=== Section Start ===

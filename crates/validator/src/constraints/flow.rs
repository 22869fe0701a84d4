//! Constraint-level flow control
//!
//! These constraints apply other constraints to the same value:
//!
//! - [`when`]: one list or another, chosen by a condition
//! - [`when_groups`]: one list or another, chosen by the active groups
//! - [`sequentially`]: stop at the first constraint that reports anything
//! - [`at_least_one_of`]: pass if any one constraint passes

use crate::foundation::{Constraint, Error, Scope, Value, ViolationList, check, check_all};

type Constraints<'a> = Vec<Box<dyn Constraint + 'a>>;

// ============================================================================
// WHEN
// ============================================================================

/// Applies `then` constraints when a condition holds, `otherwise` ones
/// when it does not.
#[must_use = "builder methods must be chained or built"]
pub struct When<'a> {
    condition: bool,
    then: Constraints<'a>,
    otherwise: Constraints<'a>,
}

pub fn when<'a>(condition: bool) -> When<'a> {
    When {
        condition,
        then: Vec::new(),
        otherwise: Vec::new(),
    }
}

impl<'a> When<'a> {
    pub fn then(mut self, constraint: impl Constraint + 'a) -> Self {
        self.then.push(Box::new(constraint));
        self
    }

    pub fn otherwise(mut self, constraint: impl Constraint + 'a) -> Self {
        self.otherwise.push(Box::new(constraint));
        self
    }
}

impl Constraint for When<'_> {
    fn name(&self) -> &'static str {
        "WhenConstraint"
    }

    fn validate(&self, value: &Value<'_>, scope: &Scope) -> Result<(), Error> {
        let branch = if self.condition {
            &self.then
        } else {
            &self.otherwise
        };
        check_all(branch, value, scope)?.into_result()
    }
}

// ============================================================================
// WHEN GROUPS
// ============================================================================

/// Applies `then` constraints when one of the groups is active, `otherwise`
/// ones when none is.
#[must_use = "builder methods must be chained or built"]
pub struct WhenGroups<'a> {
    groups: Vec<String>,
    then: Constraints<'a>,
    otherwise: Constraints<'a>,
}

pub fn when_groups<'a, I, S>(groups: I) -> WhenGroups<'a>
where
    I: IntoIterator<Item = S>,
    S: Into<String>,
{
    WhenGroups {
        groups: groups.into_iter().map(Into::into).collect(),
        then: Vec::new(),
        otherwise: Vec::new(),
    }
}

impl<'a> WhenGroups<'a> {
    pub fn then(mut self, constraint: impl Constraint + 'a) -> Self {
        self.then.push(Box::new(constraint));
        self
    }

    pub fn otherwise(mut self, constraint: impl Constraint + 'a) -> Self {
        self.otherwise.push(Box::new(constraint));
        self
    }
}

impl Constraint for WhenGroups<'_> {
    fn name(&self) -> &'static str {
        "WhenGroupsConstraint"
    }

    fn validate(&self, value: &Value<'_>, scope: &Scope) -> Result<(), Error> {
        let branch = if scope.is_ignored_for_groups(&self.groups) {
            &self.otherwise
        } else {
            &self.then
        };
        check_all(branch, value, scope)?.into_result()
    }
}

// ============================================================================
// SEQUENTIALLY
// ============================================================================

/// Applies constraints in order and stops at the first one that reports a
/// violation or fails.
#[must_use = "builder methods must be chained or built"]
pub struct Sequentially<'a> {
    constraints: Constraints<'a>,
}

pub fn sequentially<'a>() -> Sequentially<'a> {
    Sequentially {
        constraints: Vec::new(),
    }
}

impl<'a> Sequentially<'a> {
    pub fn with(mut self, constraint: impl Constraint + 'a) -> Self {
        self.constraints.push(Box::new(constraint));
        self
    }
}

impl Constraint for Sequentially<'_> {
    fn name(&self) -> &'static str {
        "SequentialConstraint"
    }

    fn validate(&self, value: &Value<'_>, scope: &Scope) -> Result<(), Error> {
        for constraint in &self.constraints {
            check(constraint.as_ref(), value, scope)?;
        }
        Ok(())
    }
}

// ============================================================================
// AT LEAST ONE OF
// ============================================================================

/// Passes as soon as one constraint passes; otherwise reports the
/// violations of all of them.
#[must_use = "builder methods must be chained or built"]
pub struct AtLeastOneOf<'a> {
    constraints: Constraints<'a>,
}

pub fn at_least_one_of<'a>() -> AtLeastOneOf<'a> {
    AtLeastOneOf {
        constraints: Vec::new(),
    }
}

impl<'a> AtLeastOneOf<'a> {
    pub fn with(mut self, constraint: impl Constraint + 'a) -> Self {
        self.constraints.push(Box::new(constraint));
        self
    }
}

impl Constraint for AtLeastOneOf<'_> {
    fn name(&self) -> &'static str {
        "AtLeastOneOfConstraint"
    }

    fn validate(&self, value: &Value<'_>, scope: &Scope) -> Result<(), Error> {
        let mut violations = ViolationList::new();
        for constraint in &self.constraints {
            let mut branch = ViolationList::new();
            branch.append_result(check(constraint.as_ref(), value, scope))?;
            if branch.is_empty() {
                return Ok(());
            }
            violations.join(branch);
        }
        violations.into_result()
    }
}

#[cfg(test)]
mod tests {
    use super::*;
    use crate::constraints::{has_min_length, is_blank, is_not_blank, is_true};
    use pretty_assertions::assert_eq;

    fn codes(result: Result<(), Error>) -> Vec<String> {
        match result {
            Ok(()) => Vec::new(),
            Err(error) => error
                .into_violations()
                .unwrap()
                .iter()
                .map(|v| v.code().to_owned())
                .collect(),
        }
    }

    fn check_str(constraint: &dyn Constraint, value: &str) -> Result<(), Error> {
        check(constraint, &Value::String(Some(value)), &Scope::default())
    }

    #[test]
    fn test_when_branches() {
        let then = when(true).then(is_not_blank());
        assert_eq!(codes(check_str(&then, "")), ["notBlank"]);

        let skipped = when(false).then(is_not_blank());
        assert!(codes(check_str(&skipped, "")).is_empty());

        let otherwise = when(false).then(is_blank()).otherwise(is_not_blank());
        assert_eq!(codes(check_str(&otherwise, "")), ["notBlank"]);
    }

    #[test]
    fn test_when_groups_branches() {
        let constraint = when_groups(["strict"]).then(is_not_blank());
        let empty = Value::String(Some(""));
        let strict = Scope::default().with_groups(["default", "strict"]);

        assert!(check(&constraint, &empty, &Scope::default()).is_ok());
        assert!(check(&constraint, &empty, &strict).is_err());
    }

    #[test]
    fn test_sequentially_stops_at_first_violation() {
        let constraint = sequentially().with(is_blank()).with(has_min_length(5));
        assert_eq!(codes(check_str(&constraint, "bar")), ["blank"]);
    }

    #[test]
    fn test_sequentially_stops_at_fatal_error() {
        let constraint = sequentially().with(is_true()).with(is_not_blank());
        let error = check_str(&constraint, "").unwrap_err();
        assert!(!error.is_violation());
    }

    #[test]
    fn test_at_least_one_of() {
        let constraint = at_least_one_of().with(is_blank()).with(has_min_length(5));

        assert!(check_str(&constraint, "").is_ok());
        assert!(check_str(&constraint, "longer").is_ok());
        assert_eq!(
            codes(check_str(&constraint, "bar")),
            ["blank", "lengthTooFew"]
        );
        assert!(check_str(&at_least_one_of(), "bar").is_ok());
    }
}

=== Section End ===

### What you need to do
Your response should consist of the full listing, exactly as written.

### Exercise output
filename crates/validator/src/constraints/flow.rs
repository 22869fe0701a84d4
//! Constraint-level flow control
//!
//! These constraints apply other constraints to the same value:
//!
//! - [`when`]: one list or another, chosen by a condition
//! - [`when_groups`]: one list or another, chosen by the active groups
//! - [`sequentially`]: stop at the first constraint that reports anything
//! - [`at_least_one_of`]: pass if any one constraint passes

use crate::foundation::{Constraint, Error, Scope, Value, ViolationList, check, check_all};

type Constraints<'a> = Vec<Box<dyn Constraint + 'a>>;

// ============================================================================
// WHEN
// ============================================================================

/// Applies `then` constraints when a condition holds, `otherwise` ones
/// when it does not.
#[must_use = "builder methods must be chained or built"]
pub struct When<'a> {
    condition: bool,
    then: Constraints<'a>,
    otherwise: Constraints<'a>,
}

pub fn when<'a>(condition: bool) -> When<'a> {
    When {
        condition,
        then: Vec::new(),
        otherwise: Vec::new(),
    }
}

impl<'a> When<'a> {
    pub fn then(mut self, constraint: impl Constraint + 'a) -> Self {
        self.then.push(Box::new(constraint));
        self
    }

    pub fn otherwise(mut self, constraint: impl Constraint + 'a) -> Self {
        self.otherwise.push(Box::new(constraint));
        self
    }
}

impl Constraint for When<'_> {
    fn name(&self) -> &'static str {
        "WhenConstraint"
    }

    fn validate(&self, value: &Value<'_>, scope: &Scope) -> Result<(), Error> {
        let branch = if self.condition {
            &self.then
        } else {
            &self.otherwise
        };
        check_all(branch, value, scope)?.into_result()
    }
}

// ============================================================================
// WHEN GROUPS
// ============================================================================

/// Applies `then` constraints when one of the groups is active, `otherwise`
/// ones when none is.
#[must_use = "builder methods must be chained or built"]
pub struct WhenGroups<'a> {
    groups: Vec<String>,
    then: Constraints<'a>,
    otherwise: Constraints<'a>,
}

pub fn when_groups<'a, I, S>(groups: I) -> WhenGroups<'a>
where
    I: IntoIterator<Item = S>,
    S: Into<String>,
{
    WhenGroups {
        groups: groups.into_iter().map(Into::into).collect(),
        then: Vec::new(),
        otherwise: Vec::new(),
    }
}

impl<'a> WhenGroups<'a> {
    pub fn then(mut self, constraint: impl Constraint + 'a) -> Self {
        self.then.push(Box::new(constraint));
        self
    }

    pub fn otherwise(mut self, constraint: impl Constraint + 'a) -> Self {
        self.otherwise.push(Box::new(constraint));
        self
    }
}

impl Constraint for WhenGroups<'_> {
    fn name(&self) -> &'static str {
        "WhenGroupsConstraint"
    }

    fn validate(&self, value: &Value<'_>, scope: &Scope) -> Result<(), Error> {
        let branch = if scope.is_ignored_for_groups(&self.groups) {
            &self.otherwise
        } else {
            &self.then
        };
        check_all(branch, value, scope)?.into_result()
    }
}

// ============================================================================
// SEQUENTIALLY
// ============================================================================

/// Applies constraints in order and stops at the first one that reports a
/// violation or fails.
#[must_use = "builder methods must be chained or built"]
pub struct Sequentially<'a> {
    constraints: Constraints<'a>,
}

pub fn sequentially<'a>() -> Sequentially<'a> {
    Sequentially {
        constraints: Vec::new(),
    }
}

impl<'a> Sequentially<'a> {
    pub fn with(mut self, constraint: impl Constraint + 'a) -> Self {
        self.constraints.push(Box::new(constraint));
        self
    }
}

impl Constraint for Sequentially<'_> {
    fn name(&self) -> &'static str {
        "SequentialConstraint"
    }

    fn validate(&self, value: &Value<'_>, scope: &Scope) -> Result<(), Error> {
        for constraint in &self.constraints {
            check(constraint.as_ref(), value, scope)?;
        }
        Ok(())
    }
}

// ============================================================================
// AT LEAST ONE OF
// ============================================================================

/// Passes as soon as one constraint passes; otherwise reports the
/// violations of all of them.
#[must_use = "builder methods must be chained or built"]
pub struct AtLeastOneOf<'a> {
    constraints: Constraints<'a>,
}

pub fn at_least_one_of<'a>() -> AtLeastOneOf<'a> {
    AtLeastOneOf {
        constraints: Vec::new(),
    }
}

impl<'a> AtLeastOneOf<'a> {
    pub fn with(mut self, constraint: impl Constraint + 'a) -> Self {
        self.constraints.push(Box::new(constraint));
        self
    }
}

impl Constraint for AtLeastOneOf<'_> {
    fn name(&self) -> &'static str {
        "AtLeastOneOfConstraint"
    }

    fn validate(&self, value: &Value<'_>, scope: &Scope) -> Result<(), Error> {
        let mut violations = ViolationList::new();
        for constraint in &self.constraints {
            let mut branch = ViolationList::new();
            branch.append_result(check(constraint.as_ref(), value, scope))?;
            if branch.is_empty() {
                return Ok(());
            }
            violations.join(branch);
        }
        violations.into_result()
    }
}

#[cfg(test)]
mod tests {
    use super::*;
    use crate::constraints::{has_min_length, is_blank, is_not_blank, is_true};
    use pretty_assertions::assert_eq;

    fn codes(result: Result<(), Error>) -> Vec<String> {
        match result {
            Ok(()) => Vec::new(),
            Err(error) => error
                .into_violations()
                .unwrap()
                .iter()
                .map(|v| v.code().to_owned())
                .collect(),
        }
    }

    fn check_str(constraint: &dyn Constraint, value: &str) -> Result<(), Error> {
        check(constraint, &Value::String(Some(value)), &Scope::default())
    }

    #[test]
    fn test_when_branches() {
        let then = when(true).then(is_not_blank());
        assert_eq!(codes(check_str(&then, "")), ["notBlank"]);

        let skipped = when(false).then(is_not_blank());
        assert!(codes(check_str(&skipped, "")).is_empty());

        let otherwise = when(false).then(is_blank()).otherwise(is_not_blank());
        assert_eq!(codes(check_str(&otherwise, "")), ["notBlank"]);
    }

    #[test]
    fn test_when_groups_branches() {
        let constraint = when_groups(["strict"]).then(is_not_blank());
        let empty = Value::String(Some(""));
        let strict = Scope::default().with_groups(["default", "strict"]);

        assert!(check(&constraint, &empty, &Scope::default()).is_ok());
        assert!(check(&constraint, &empty, &strict).is_err());
    }

    #[test]
    fn test_sequentially_stops_at_first_violation() {
        let constraint = sequentially().with(is_blank()).with(has_min_length(5));
        assert_eq!(codes(check_str(&constraint, "bar")), ["blank"]);
    }

    #[test]
    fn test_sequentially_stops_at_fatal_error() {
        let constraint = sequentially().with(is_true()).with(is_not_blank());
        let error = check_str(&constraint, "").unwrap_err();
        assert!(!error.is_violation());
    }

    #[test]
    fn test_at_least_one_of() {
        let constraint = at_least_one_of().with(is_blank()).with(has_min_length(5));

        assert!(check_str(&constraint, "").is_ok());
        assert!(check_str(&constraint, "longer").is_ok());
        assert_eq!(
            codes(check_str(&constraint, "bar")),
            ["blank", "lengthTooFew"]
        );
        assert!(check_str(&at_least_one_of(), "bar").is_ok());
    }
}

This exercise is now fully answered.